Fear mongering about cybersecurity is common, and pernicious. It puts pressure on policymakers to take measures more drastic than necessary--which under the mindset of the current Congress often means an attempt to militarize the Internet.

By "militarize," I mean placing agencies such as the National Security Agency in a position of monitoring the Internet for instances of malicious code--and in the process, having too-broad access to all types of communications, whether containing a virus or not. House passage of the Cyber Intelligence Sharing and Protection Act is a prime example.

But attempts at militarization occur not just because of the way our current set of lawmakers think. Fear mongering and militarization go hand in hand because a fair portion of the fear mongering is conducted according to a military frame of reference. Cries of "Cyber War!" carry pretty loudly.

But let's look at the most recent example of cyber fear mongering in action to get a better idea about why it is indeed false. I refer to that font of reasons to be fearful, the House Homeland Security Committee, which held a joint hearing of two subcommittees on April 26 regarding the cyber threat from Iran.

To kick things off, Rep. Patrick Meehan (R-Pa.), chairman of the counterterrorism and intelligence subcommittee stated that Iran is dangerous because its government 1) kills innocent civilians outside of its country, 2) kills innocent civilians inside its country, and 3) calls for the destruction for Israel.

All three charges are good explanations for why the government of Iran is an international pariah. But in the context of cyber attacks, so what? The Iranian government is evil, therefore ipso facto it has a sophisticated cyber attack operation? Both conditions can exist independently, you know.

But okay, Meehan goes on to say that Iran has reportedly invested "over $1 billion in developing their cyber capabilities." Whoa! A billion bucks! That's…one thirteenth of what federal agencies spent on unclassified cybersecurity efforts last fiscal year. Federal networks, of course, aren't impervious to attack even for the ginormous amount of money thrown at securing them--and it's true that cyber operations favor offense over defense--but still, a ratio of 13:1 suggests a slight disparity in resources at hand.

Well, maybe Meehan was implying that the Iranians aren't attacking federal networks, but other targets with lower levels of annual spending. Typical examples along these lines include industrial control systems, or heartland hospitals, or the traffic light system, etc.

But assuming Iranian cyber operators get as far as doing serious damage to a regional electrical grid, how long does Meehan suppose it would be before we start bombing Tehran? Though it was probably implicit (or maybe even clandestinely explicit) long before last year, in May 2011 the White House openly announced the United States may respond militarily to a cyber attack.   

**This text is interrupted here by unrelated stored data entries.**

// packages/engine/src/hub/listener.rs
//! Listener handles
//!
//! A [`Listener`] is a cheaply cloneable handle around an async callback.
//! Identity is the handle itself: clones compare equal, two handles built
//! from identical closures do not.

use futures::future::{BoxFuture, FutureExt};
use std::fmt;
use std::future::Future;
use std::sync::Arc;

/// Error a listener may fail with
pub type ListenerError = Box<dyn std::error::Error + Send + Sync + 'static>;

/// Future returned by a listener invocation
pub type ListenerFuture = BoxFuture<'static, Result<(), ListenerError>>;

type Callback<A> = dyn Fn(A) -> ListenerFuture + Send + Sync;

/// Handle to an event callback
pub struct Listener<A> {
    callback: Arc<Callback<A>>,
}

impl<A: Send + 'static> Listener<A> {
    /// Wrap an async callback
    pub fn new<F, Fut>(callback: F) -> Self
    where
        F: Fn(A) -> Fut + Send + Sync + 'static,
        Fut: Future<Output = Result<(), ListenerError>> + Send + 'static,
    {
        Self {
            callback: Arc::new(move |arg| callback(arg).boxed()),
        }
    }

    /// Wrap a synchronous callback that cannot fail
    pub fn sync<F>(callback: F) -> Self
    where
        F: Fn(A) + Send + Sync + 'static,
    {
        Self {
            callback: Arc::new(move |arg| {
                callback(arg);
                futures::future::ready(Ok(())).boxed()
            }),
        }
    }

    pub fn call(&self, arg: A) -> ListenerFuture {
        (self.callback)(arg)
    }
}

impl<A> Listener<A> {
    /// Whether both handles refer to the same registration target
    pub fn same(&self, other: &Self) -> bool {
        Arc::ptr_eq(&self.callback, &other.callback)
    }
}

impl<A> Clone for Listener<A> {
    fn clone(&self) -> Self {
        Self {
            callback: Arc::clone(&self.callback),
        }
    }
}

impl<A> PartialEq for Listener<A> {
    fn eq(&self, other: &Self) -> bool {
        self.same(other)
    }
}

impl<A> fmt::Debug for Listener<A> {
    fn fmt(&self, f: &mut fmt::Formatter<'_>) -> fmt::Result {
        f.debug_struct("Listener")
            .field("ptr", &Arc::as_ptr(&self.callback).cast::<()>())
            .finish()
    }
}

#[cfg(test)]
mod tests {
    use super::*;
    use std::sync::atomic::{AtomicUsize, Ordering};

    #[tokio::test]
    async fn test_sync_listener_runs() {
        let hits = Arc::new(AtomicUsize::new(0));
        let counter = Arc::clone(&hits);
        let listener = Listener::sync(move |n: usize| {
            counter.fetch_add(n, Ordering::SeqCst);
        });

        listener.call(3).await.unwrap();
        assert_eq!(hits.load(Ordering::SeqCst), 3);
    }

    #[tokio::test]
    async fn test_async_listener_error() {
        let listener = Listener::new(|_: ()| async { Err::<(), ListenerError>("boom".into()) });
        let err = listener.call(()).await.unwrap_err();
        assert_eq!(err.to_string(), "boom");
    }

    #[test]
    fn test_identity() {
        let a = Listener::sync(|_: ()| {});
        let b = Listener::sync(|_: ()| {});
        assert_eq!(a, a.clone());
        assert_ne!(a, b);
    }
}
impl<S: InterceptorSetup> InterceptorHandle for Interceptor<S> {
    fn apply(&self) -> Result<()> {
        Interceptor::apply(self)
    }

    fn dispose(&self) {
        Interceptor::dispose(self)
    }

    fn on(&self, kind: InterceptorEventKind, listener: HttpListener) {
        Interceptor::on(self, kind, listener);
    }

    fn once(&self, kind: InterceptorEventKind, listener: HttpListener) {
        Interceptor::once(self, kind, listener);
    }

    fn off(&self, kind: InterceptorEventKind, listener: &HttpListener) {
        Interceptor::off(self, kind, listener);
    }

    fn remove_all_listeners(&self, kind: Option<InterceptorEventKind>) {
        Interceptor::remove_all_listeners(self, kind);
    }

    fn state(&self) -> InterceptorState {
        Interceptor::state(self)
    }

    fn symbol(&self) -> InterceptorSymbol {
        Interceptor::symbol(self)
    }
}

#[cfg(test)]
mod tests {
    use super::*;
    use crate::hub::Listener;
    use crate::interception::events::InterceptorEvent;
    use crate::utils::errors::InterceptError;
    use std::sync::atomic::{AtomicBool, AtomicUsize, Ordering};

    const TEST_SYMBOL: InterceptorSymbol = InterceptorSymbol::new("test-interceptor");

    #[derive(Default)]
    struct CountingSetup {
        supported: bool,
        fail: AtomicBool,
        setups: Arc<AtomicUsize>,
        teardowns: Arc<AtomicUsize>,
    }

    impl CountingSetup {
        fn supported() -> Self {
            Self {
                supported: true,
                ..Self::default()
            }
        }
    }

    impl InterceptorSetup for CountingSetup {
        const SYMBOL: InterceptorSymbol = TEST_SYMBOL;

        fn check_environment(&self, _env: &ClientEnvironment) -> bool {
            self.supported
        }

        fn setup(
            &self,
            _env: &Arc<ClientEnvironment>,
            _emitter: &Arc<HttpEmitter>,
        ) -> Result<Vec<Subscription>> {
            if self.fail.load(Ordering::SeqCst) {
                return Err(InterceptError::AlreadyPatched("test".to_string()));
            }
            self.setups.fetch_add(1, Ordering::SeqCst);
            let teardowns = Arc::clone(&self.teardowns);
            Ok(vec![Box::new(move || {
                teardowns.fetch_add(1, Ordering::SeqCst);
            })])
        }
    }

    fn noop() -> HttpListener {
        Listener::sync(|_: InterceptorEvent| {})
    }

    #[test]
    fn test_apply_and_dispose_are_idempotent() {
        let env = Arc::new(ClientEnvironment::new());
        let setup = CountingSetup::supported();
        let setups = Arc::clone(&setup.setups);
        let teardowns = Arc::clone(&setup.teardowns);
        let interceptor = Interceptor::new(setup, Arc::clone(&env));

        interceptor.apply().unwrap();
        interceptor.apply().unwrap();
        assert_eq!(setups.load(Ordering::SeqCst), 1);
        assert_eq!(interceptor.state(), InterceptorState::Applied);
        assert!(env.registry().contains(TEST_SYMBOL));

        interceptor.dispose();
        interceptor.dispose();
        assert_eq!(teardowns.load(Ordering::SeqCst), 1);
        assert_eq!(interceptor.state(), InterceptorState::Disposed);
        assert!(!env.registry().contains(TEST_SYMBOL));
    }

    #[test]
    fn test_reapply_after_dispose() {
        let env = Arc::new(ClientEnvironment::new());
        let setup = CountingSetup::supported();
        let setups = Arc::clone(&setup.setups);
        let interceptor = Interceptor::new(setup, env);

        interceptor.apply().unwrap();
        interceptor.dispose();
        interceptor.apply().unwrap();

        assert_eq!(setups.load(Ordering::SeqCst), 2);
        assert_eq!(interceptor.state(), InterceptorState::Applied);
    }

    #[test]
    fn test_unsupported_environment_is_silent() {
        let env = Arc::new(ClientEnvironment::new());
        let interceptor = Interceptor::new(CountingSetup::default(), Arc::clone(&env));

        interceptor.apply().unwrap();
        assert_eq!(interceptor.state(), InterceptorState::Inactive);
        assert!(env.registry().is_empty());
    }

    #[test]
    fn test_failed_setup_returns_to_inactive() {
        let env = Arc::new(ClientEnvironment::new());
        let setup = CountingSetup::supported();
        setup.fail.store(true, Ordering::SeqCst);
        let interceptor = Interceptor::new(setup, Arc::clone(&env));

        let err = interceptor.apply().unwrap_err();
        assert!(matches!(err, InterceptError::AlreadyPatched(_)));
        assert_eq!(interceptor.state(), InterceptorState::Inactive);
        assert!(env.registry().is_empty());
    }

    #[test]
    fn test_second_instance_adopts_running_one() {
        let env = Arc::new(ClientEnvironment::new());
        let first_setup = CountingSetup::supported();
        let second_setup = CountingSetup::supported();
        let second_setups = Arc::clone(&second_setup.setups);

        let first = Interceptor::new(first_setup, Arc::clone(&env));
        let second = Interceptor::new(second_setup, Arc::clone(&env));

        first.apply().unwrap();
        second.apply().unwrap();

        assert!(second.is_adopted());
        assert_eq!(second_setups.load(Ordering::SeqCst), 0);

        let listener = noop();
        second.on(InterceptorEventKind::Request, listener.clone());
        assert_eq!(first.listener_count(InterceptorEventKind::Request), 1);

        // Disposing the adopter removes its forwarded listeners only
        second.dispose();
        assert_eq!(first.listener_count(InterceptorEventKind::Request), 0);
        assert!(env.registry().contains(TEST_SYMBOL));
        assert_eq!(first.state(), InterceptorState::Applied);
    }

    #[test]
    fn test_adopter_off_and_remove_all() {
        let env = Arc::new(ClientEnvironment::new());
        let first = Interceptor::new(CountingSetup::supported(), Arc::clone(&env));
        let second = Interceptor::new(CountingSetup::supported(), Arc::clone(&env));
        first.apply().unwrap();
        second.apply().unwrap();

        let a = noop();
        let b = noop();
        second.on(InterceptorEventKind::Request, a.clone());
        second.on(InterceptorEventKind::Response, b);
        first.on(InterceptorEventKind::Request, noop());

        second.off(InterceptorEventKind::Request, &a);
        assert_eq!(first.listener_count(InterceptorEventKind::Request), 1);

        second.remove_all_listeners(None);
        assert_eq!(first.listener_count(InterceptorEventKind::Response), 0);
        assert_eq!(first.listener_count(InterceptorEventKind::Request), 1);
    }

    #[test]
    fn test_listeners_ignored_after_dispose() {
        let env = Arc::new(ClientEnvironment::new());
        let interceptor = Interceptor::new(CountingSetup::supported(), env);
        interceptor.apply().unwrap();
        interceptor.on(InterceptorEventKind::Request, noop());
        interceptor.dispose();

        assert_eq!(interceptor.listener_count(InterceptorEventKind::Request), 0);
        interceptor.on(InterceptorEventKind::Request, noop());
        assert_eq!(interceptor.listener_count(InterceptorEventKind::Request), 0);
    }

    #[test]
    fn test_disposed_owner_frees_symbol_for_adopter_reapply() {
        let env = Arc::new(ClientEnvironment::new());
        let first = Interceptor::new(CountingSetup::supported(), Arc::clone(&env));
        first.apply().unwrap();
        first.dispose();

        let second_setup = CountingSetup::supported();
        let setups = Arc::clone(&second_setup.setups);
        let second = Interceptor::new(second_setup, env);
        second.apply().unwrap();

        assert!(!second.is_adopted());
        assert_eq!(setups.load(Ordering::SeqCst), 1);
    }
}
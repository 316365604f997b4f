// packages/engine/src/observability/mod.rs
//! Observability
//!
//! - **Tracing**: `tracing-subscriber` registry with an `EnvFilter` and a
//!   plain or JSON formatter
//! - **Metrics**: counter descriptions for the `metrics` facade; the host
//!   installs whichever exporter it wants

use crate::utils::config::LoggingConfig;
use crate::utils::errors::{InterceptError, Result};
use tracing::debug;
use tracing_subscriber::layer::SubscriberExt;
use tracing_subscriber::util::SubscriberInitExt;
use tracing_subscriber::{fmt, EnvFilter};

/// Requests seen by an interceptor, by client kind and outcome
pub const REQUESTS_TOTAL: &str = "intercept_requests_total";

/// Request listeners that failed, by client kind
pub const LISTENER_ERRORS_TOTAL: &str = "intercept_listener_errors_total";

/// Install the global tracing subscriber.
///
/// `RUST_LOG` wins over the configured level. Calling this when a subscriber
/// is already installed leaves the existing one in place.
pub fn init_tracing(config: &LoggingConfig) -> Result<()> {
    let filter = EnvFilter::try_from_default_env()
        .or_else(|_| EnvFilter::try_new(&config.level))
        .map_err(|e| InterceptError::Config(format!("invalid log filter: {}", e)))?;

    let registry = tracing_subscriber::registry().with(filter);
    let installed = if config.json {
        registry.with(fmt::layer().json()).try_init()
    } else {
        registry.with(fmt::layer()).try_init()
    };

    if installed.is_err() {
        debug!("Tracing subscriber already installed, keeping it");
    }
    Ok(())
}

/// Register metric descriptions with the installed recorder
pub fn init_metrics() {
    metrics::describe_counter!(
        REQUESTS_TOTAL,
        "Intercepted requests by client kind and outcome (mocked, passthrough, aborted, network_error)"
    );
    metrics::describe_counter!(
        LISTENER_ERRORS_TOTAL,
        "Request listeners that failed, turning the request into a network error"
    );
}
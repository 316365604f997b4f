// packages/engine/src/interception/environment.rs
//! Client environment
//!
//! Owns the entry points that interceptors patch (the fetch client and the
//! XHR factory), the base location used to resolve relative URLs, and the
//! registry of running interceptors. Application code issues requests through
//! the environment so that whatever entry point is currently installed
//! handles them.

use crate::interception::fetch::transport::HyperFetchClient;
use crate::interception::fetch::FetchClient;
use crate::interception::registry::InterceptorRegistry;
use crate::interception::xhr::backend::FetchXhrFactory;
use crate::interception::xhr::{XhrFactory, XmlHttpRequest};
use crate::message::{Request, RequestInit, Response};
use crate::utils::config::EngineConfig;
use crate::utils::errors::{InterceptError, Result};
use parking_lot::RwLock;
use std::fmt;
use std::sync::Arc;
use std::time::Duration;
use url::Url;

/// Patchable client entry points plus the interceptor registry
pub struct ClientEnvironment {
    /// Current fetch entry point
    fetch: RwLock<Option<Arc<dyn FetchClient>>>,

    /// Current XHR constructor
    xhr: RwLock<Option<Arc<dyn XhrFactory>>>,

    /// Base URL for relative request URLs
    location: Option<Url>,

    /// Leak threshold for interceptor hubs (0 = unlimited)
    max_listeners: usize,

    registry: InterceptorRegistry,
}

impl ClientEnvironment {
    /// Environment without any client entry point
    pub fn new() -> Self {
        Self {
            fetch: RwLock::new(None),
            xhr: RwLock::new(None),
            location: None,
            max_listeners: 0,
            registry: InterceptorRegistry::new(),
        }
    }

    /// Environment with the hyper-backed fetch client and an XHR factory
    /// driven by it
    pub fn from_config(config: &EngineConfig) -> Result<Self> {
        let location = config
            .interception
            .location
            .as_deref()
            .map(Url::parse)
            .transpose()?;

        let fetch: Arc<dyn FetchClient> = Arc::new(HyperFetchClient::new(Duration::from_millis(
            config.transport.timeout_ms,
        )));
        let xhr = Arc::new(FetchXhrFactory::new(Arc::clone(&fetch)));

        let mut env = Self::new()
            .with_fetch(fetch)
            .with_xhr(xhr)
            .with_max_listeners(config.interception.max_listeners);
        env.location = location;
        Ok(env)
    }

    pub fn with_fetch(self, client: Arc<dyn FetchClient>) -> Self {
        *self.fetch.write() = Some(client);
        self
    }

    pub fn with_xhr(self, factory: Arc<dyn XhrFactory>) -> Self {
        *self.xhr.write() = Some(factory);
        self
    }

    pub fn with_location(mut self, location: Url) -> Self {
        self.location = Some(location);
        self
    }

    pub fn with_max_listeners(mut self, max_listeners: usize) -> Self {
        self.max_listeners = max_listeners;
        self
    }

    /// Share an existing registry, e.g. with another environment copy
    pub fn with_registry(mut self, registry: InterceptorRegistry) -> Self {
        self.registry = registry;
        self
    }

    pub fn registry(&self) -> &InterceptorRegistry {
        &self.registry
    }

    pub fn location(&self) -> Option<&Url> {
        self.location.as_ref()
    }

    pub fn max_listeners(&self) -> usize {
        self.max_listeners
    }

    /// Current fetch entry point
    pub fn fetch_client(&self) -> Option<Arc<dyn FetchClient>> {
        self.fetch.read().clone()
    }

    /// Install a fetch entry point, returning the previous one
    pub fn replace_fetch(&self, client: Arc<dyn FetchClient>) -> Option<Arc<dyn FetchClient>> {
        self.fetch.write().replace(client)
    }

    /// Current XHR constructor
    pub fn xhr_factory(&self) -> Option<Arc<dyn XhrFactory>> {
        self.xhr.read().clone()
    }

    /// Install an XHR constructor, returning the previous one
    pub fn replace_xhr(&self, factory: Arc<dyn XhrFactory>) -> Option<Arc<dyn XhrFactory>> {
        self.xhr.write().replace(factory)
    }

    /// Send a request through the current fetch entry point
    pub async fn fetch(&self, request: Request) -> Result<Response> {
        let client = self
            .fetch_client()
            .ok_or_else(|| InterceptError::Unsupported("fetch".to_string()))?;
        client.fetch(request).await
    }

    /// Build a request for `url` (resolved against the location) and send it
    pub async fn fetch_url(&self, url: &str, init: RequestInit) -> Result<Response> {
        let request = Request::with_base(url, self.location.as_ref(), init)?;
        self.fetch(request).await
    }

    /// Construct an XHR instance through the current constructor
    pub fn new_xhr(&self) -> Result<Arc<dyn XmlHttpRequest>> {
        let factory = self
            .xhr_factory()
            .ok_or_else(|| InterceptError::Unsupported("XMLHttpRequest".to_string()))?;
        Ok(factory.create())
    }
}

impl Default for ClientEnvironment {
    fn default() -> Self {
        Self::new()
    }
}

impl fmt::Debug for ClientEnvironment {
    fn fmt(&self, f: &mut fmt::Formatter<'_>) -> fmt::Result {
        f.debug_struct("ClientEnvironment")
            .field("fetch", &self.fetch.read().is_some())
            .field("xhr", &self.xhr.read().is_some())
            .field("location", &self.location.as_ref().map(Url::as_str))
            .field("registry", &self.registry.symbols())
            .finish()
    }
}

Pinpointing the source of an attack--the problem of attribution--can be an inexact business, of course, but neither would such an attack occur in a vacuum. Besides computer forensic evidence there would be other means for identifying the perpetrator, especially if connected to a nation-state such as Iran. And this makes a government-sponsored attack unlikely, since even evil governments are usually rational when it comes to self-preservation.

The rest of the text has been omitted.